LHC: How fast do these protons go?
September 12, 2008Context ¶
July 4, 2022 edit: this article was updated with new calculations for LHC Run 3, starting tomorrow.
The Large Hadron Collider was successfully tested as a particle accelerator for the first time on September 10, 2008. A beam of protons was accelerated and completed several loops through the whole structure (26,659 m), clockwise and counter-clockwise. These first tests did not involve particle collisions, and the LHC will not be used as a collider before Spring 2009 because of a serious incident.
When the power of this machine is discussed, the energy of the proton beam is often mentioned: the protons each have an energy of 7 TeV. What does it mean?
Einstein to the rescue ¶
At low velocities (conceivable for human beings), the energy $E$ of a point object is measured by:
$$ E = \frac{1}{2} m v^2 $$
However, this formula can not be applied at speeds close to the speed of light. We must use Einstein’s theory of Special relativity, which gives:
$$ E = \gamma m c^2 $$
where $m$ is the mass at rest and $\gamma$ is the Lorentz factor, defined as
$$ \gamma = \frac{1}{\sqrt{1-\frac{v^2}{c^2}}} $$
When the particle is at rest ($v = 0$), this yields the famous equivalence between mass and energy:
$$ E = \frac{1}{2} m c^2 $$
Speed of the protons in the LHC ¶
The original version of this article contained a mistake, now fixed; thanks to Ian Bryce for spotting it!
The energy reported by the LHC is only the kinetic energy of the particles, it doesn’t include the rest energy. Indeed, the rest energy of a proton is around 938 MeV, whereas accelerators such as Linac 2 at CERN accelerate particles at 50 MeV.
With $E$ being the total energy, $K E$ the kinetic energy, $m_0$ the mass at rest, $m$ the relativistic mass (equal to $\gamma m_0$) and $E_0$ the rest energy, we have the following:
$$ E = m c^2 $$ $$ E = E_0 + K E $$ $$ K E = E - E_0 $$ $$ K E = m c^2 - m_0 c^2 $$ $$ K E = {\gamma}m_0 c^2 - m_0 c^2 $$ $$ 1 + \frac{K E}{m_0 c^2} = \frac{1}{\sqrt{1-\frac{v^2}{c^2}}} $$ $$ \sqrt{1-\frac{v^2}{c^2}} = \frac{1}{1 + \frac{K E}{m_0 c^2}} $$ $$ 1-\frac{v^2}{c^2} = \left(\frac{1}{1 + \frac{K E}{m_0 c^2}} \right)^2 $$ $$ \frac{v}{c} = \sqrt{1 - \left(\frac{1}{1 + \frac{K E}{m_0 c^2}} \right)^2} $$
With $E$ = 7 TeV:
- $v$ = 99.9999991% the speed of light or about 2.69 m/s slower than the speed of light.

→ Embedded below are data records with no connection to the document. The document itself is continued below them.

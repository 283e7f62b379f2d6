use std::path::Path;

use dpc_core::{resolve_requirements, ConnectionType, DependencyLink};

use crate::commands::suggest::warn_unknown_keys;
use crate::reader::read_catalog;

pub fn run_requires(
    catalog_path: &Path,
    entity: &str,
    canvas: &[String],
    format: &str,
) -> Result<String, String> {
    let catalog = read_catalog(catalog_path)?;
    if !catalog.contains(entity) {
        return Err(format!("Entity \"{entity}\" is not defined in the catalog"));
    }
    warn_unknown_keys(&catalog, canvas);

    let requirements = resolve_requirements(entity, &catalog, canvas);

    if format == "json" {
        return serde_json::to_string_pretty(&requirements)
            .map_err(|e| format!("JSON serialization error: {e}"));
    }

    if requirements.is_empty() {
        return Ok(format!("{entity} has everything it references on the canvas."));
    }

    let word = if requirements.len() == 1 { "entity" } else { "entities" };
    let mut lines = vec![format!(
        "{entity} requires {} {word} not on the canvas:",
        requirements.len()
    )];
    for req in &requirements {
        let note = if req.in_catalog { "" } else { "  (not in catalog)" };
        lines.push(format!("  {} ({}){note}", req.entity_key, req.entity_type));
        for link in req.dependency_map.values().flatten() {
            lines.push(format!("    {}", render_link(link)));
        }
    }
    Ok(lines.join("\n"))
}

fn render_link(link: &DependencyLink) -> String {
    let kind = match (&link.connection_type, &link.calculation) {
        (ConnectionType::Calculation, Some(expr)) => format!("calculation: {expr}"),
        (ConnectionType::Calculation, None) => "calculation".into(),
        (ConnectionType::Ref, _) => "ref".into(),
    };
    format!("{} -> {} [{kind}]", link.source_field, link.target_field)
}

- The Lorentz factor has a value of about 7,460.
July 4, 2022 update: Tomorrow is the first day of “LHC Run 3” after years of upgrades, bringing the energy level to an unprecedented 13.6 TeV – almost twice as much as the original 7 TeV. Here are the new calculations for particle velocity after this upgrade:
With $E$ = 13.6 TeV:
- $v$ = 99.999999762% the speed of light or about 0.7134 m/s slower than the speed of light.
- The Lorentz factor has a value of about 14,490.
Time frame consequences ¶
The time implications are always fascinating. At such a speed, the particle experiences time differently. The ratio between the two “clock speeds” is given by:
$$ \frac{t}{t_0} = \gamma $$
This means that time passes 7,460 times more slowly for the particles than it does for us observers. A clock traveling at that speed from Earth to Proxima Centauri would measure a journey time of under 5 hours, while an observer who would remain on Earth would have aged over 4 years (Proxima Centauri is about 4.243 light-years away from us).

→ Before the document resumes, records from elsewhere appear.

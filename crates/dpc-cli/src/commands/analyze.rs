use std::collections::BTreeSet;
use std::path::Path;

use dpc_core::{display_name, Catalog, ConnectionType, EntityType, FieldRef};

use crate::reader::read_catalog;

/// A lineage edge: `from` feeds `to`.
type Edge<'a> = (&'a str, &'a str, ConnectionType);

pub fn run_analyze(catalog_path: &Path, format: &str) -> Result<String, String> {
    let catalog = read_catalog(catalog_path)?;
    let edges = collect_edges(&catalog);

    match format {
        "dot" => Ok(render_dot(&catalog, &edges)),
        _ => Ok(render_mermaid(&catalog, &edges)),
    }
}

/// Entity-level edges from every well-formed reference to another catalog
/// entity. Self-references and references outside the catalog are left out.
fn collect_edges(catalog: &Catalog) -> Vec<Edge<'_>> {
    let mut edges: BTreeSet<Edge<'_>> = BTreeSet::new();

    for (key, entity) in catalog.iter() {
        for field in entity.fields.values() {
            for reference in field.references() {
                let Some(target) = FieldRef::parse(reference.raw) else {
                    continue;
                };
                let Some((source, _)) = catalog.entities.get_key_value(&target.entity) else {
                    continue;
                };
                if source != key {
                    edges.insert((source.as_str(), key, reference.connection_type));
                }
            }
        }
    }

    edges.into_iter().collect()
}

fn edge_label(kind: ConnectionType) -> &'static str {
    match kind {
        ConnectionType::Ref => "ref",
        ConnectionType::Calculation => "calc",
    }
}

fn render_mermaid(catalog: &Catalog, edges: &[Edge<'_>]) -> String {
    let mut lines = vec!["graph LR".to_string()];

    for (key, _) in catalog.iter() {
        let name = display_name(key);
        let node = match EntityType::from_key(key) {
            EntityType::Base => format!("{key}[{name}]"),
            EntityType::Cte => format!("{key}({name})"),
            EntityType::View => format!("{key}[[{name}]]"),
        };
        lines.push(format!("    {node}"));
    }

    for (from, to, kind) in edges {
        lines.push(format!("    {from} -->|{}| {to}", edge_label(*kind)));
    }

    lines.push(format!("%% {} entities, {} edges", catalog.len(), edges.len()));
    lines.join("\n")
}

fn render_dot(catalog: &Catalog, edges: &[Edge<'_>]) -> String {
    let mut lines = vec![
        "digraph DPC {".to_string(),
        "    rankdir=LR;".to_string(),
        "    node [shape=box, style=filled];".to_string(),
    ];

    for (key, _) in catalog.iter() {
        let fill = match EntityType::from_key(key) {
            EntityType::Base => "lightyellow",
            EntityType::Cte => "lightblue",
            EntityType::View => "palegreen",
        };
        lines.push(format!(
            "    \"{key}\" [label=\"{}\", fillcolor={fill}];",
            display_name(key)
        ));
    }

    for (from, to, kind) in edges {
        let style = match kind {
            ConnectionType::Ref => "color=black",
            ConnectionType::Calculation => "style=dashed, color=blue",
        };
        lines.push(format!(
            "    \"{from}\" -> \"{to}\" [label=\"{}\", {style}];",
            edge_label(*kind)
        ));
    }

    lines.push("}".to_string());
    lines.join("\n")
}
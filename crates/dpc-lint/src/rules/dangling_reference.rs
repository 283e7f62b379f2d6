//! Rule: dangling-reference
//!
//! Flags references to an entity the catalog does not define, or to a field
//! the referenced entity does not have. Such a dependency can never be
//! resolved, so the referencing entity never reaches full coverage.

use dpc_core::{Catalog, FieldRef};

use crate::{LintDiagnostic, LintRule, LintSeverity};

pub struct DanglingReferenceRule;

impl LintRule for DanglingReferenceRule {
    fn id(&self) -> &str {
        "dangling-reference"
    }

    fn description(&self) -> &str {
        "Referenced entities and fields must exist in the catalog"
    }

    fn default_severity(&self) -> LintSeverity {
        LintSeverity::Warning
    }

    fn check(&self, catalog: &Catalog) -> Vec<LintDiagnostic> {
        let mut diagnostics = Vec::new();

        for (key, entity) in catalog.iter() {
            for (field_name, field) in &entity.fields {
                for reference in field.references() {
                    let Some(target) = FieldRef::parse(reference.raw) else {
                        continue;
                    };
                    let message = if !catalog.contains(&target.entity) {
                        format!(
                            "Reference \"{}\" points to entity \"{}\" which is not in the catalog",
                            reference.raw, target.entity
                        )
                    } else if !catalog.has_field(&target.entity, &target.field) {
                        format!(
                            "Reference \"{}\" points to field \"{}\" which \"{}\" does not define",
                            reference.raw, target.field, target.entity
                        )
                    } else {
                        continue;
                    };
                    diagnostics.push(LintDiagnostic::new(self, key, Some(field_name.as_str()), message));
                }
            }
        }

        diagnostics
    }
}
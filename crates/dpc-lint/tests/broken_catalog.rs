use dpc_core::Catalog;
use dpc_lint::{has_errors, LintConfig, LintSeverity, Linter, RuleLevel};

const BROKEN: &str = include_str!("../../../fixtures/lint/broken.catalog.json");
const CLEAN: &str = include_str!("../../../fixtures/orders.catalog.json");

fn count(diagnostics: &[dpc_lint::LintDiagnostic], rule: &str) -> usize {
    diagnostics.iter().filter(|d| d.rule == rule).count()
}

#[test]
fn every_rule_fires_on_broken_catalog() {
    let catalog = Catalog::from_json(BROKEN).unwrap();
    let results = Linter::default().lint(&catalog);

    assert_eq!(count(&results, "malformed-reference"), 1);
    assert_eq!(count(&results, "dangling-reference"), 2);
    assert_eq!(count(&results, "base-with-references"), 1);
    assert_eq!(count(&results, "dependency-cycle"), 1);
    assert_eq!(count(&results, "shared-field-signature"), 2);
    assert_eq!(count(&results, "entity-key-format"), 1);
    assert!(!has_errors(&results));
}

#[test]
fn config_disables_and_escalates() {
    let catalog = Catalog::from_json(BROKEN).unwrap();
    let mut config = LintConfig::default();
    config.rules.insert("shared-field-signature".into(), RuleLevel::Off);
    config.rules.insert("base-with-references".into(), RuleLevel::Error);

    let results = Linter::new(config).lint(&catalog);
    assert_eq!(results.len(), 6);
    let errors: Vec<_> = results
        .iter()
        .filter(|d| d.severity == LintSeverity::Error)
        .map(|d| d.location())
        .collect();
    assert_eq!(errors, vec!["BASE_Leaky.owner"]);
}

#[test]
fn orders_catalog_is_clean() {
    let catalog = Catalog::from_json(CLEAN).unwrap();
    assert!(Linter::default().lint(&catalog).is_empty());
}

Update for LHC Run 3: with a Lorentz factor of 14,490 the travel time experienced by a particle going to Proxima Centauri would now only be 2 hours and 34 minutes.
Getting even faster is expensive ¶
When getting very close to $c$, the energy difference between two particles going at almost the same speed can be very large. A famous example of a very high-energy particle detected on Earth is the so-called “Oh-My-God particle”, probably a proton detected at a speed close to 0.9999999999999999999999951 c:
The energy of the Oh My God particle seen by the Fly’s Eye is equivalent to 51 joules—enough to light a 40 watt light bulb for more than a second—equivalent, in the words of Utah physicist Pierre Sokolsky, to “a brick falling on your toe.” The particle’s energy is equivalent to an American baseball travelling fifty-five miles an hour. […] After traveling one light year, the particle would be only 0.15 femtoseconds—46 nanometers—behind a photon that left at the same time.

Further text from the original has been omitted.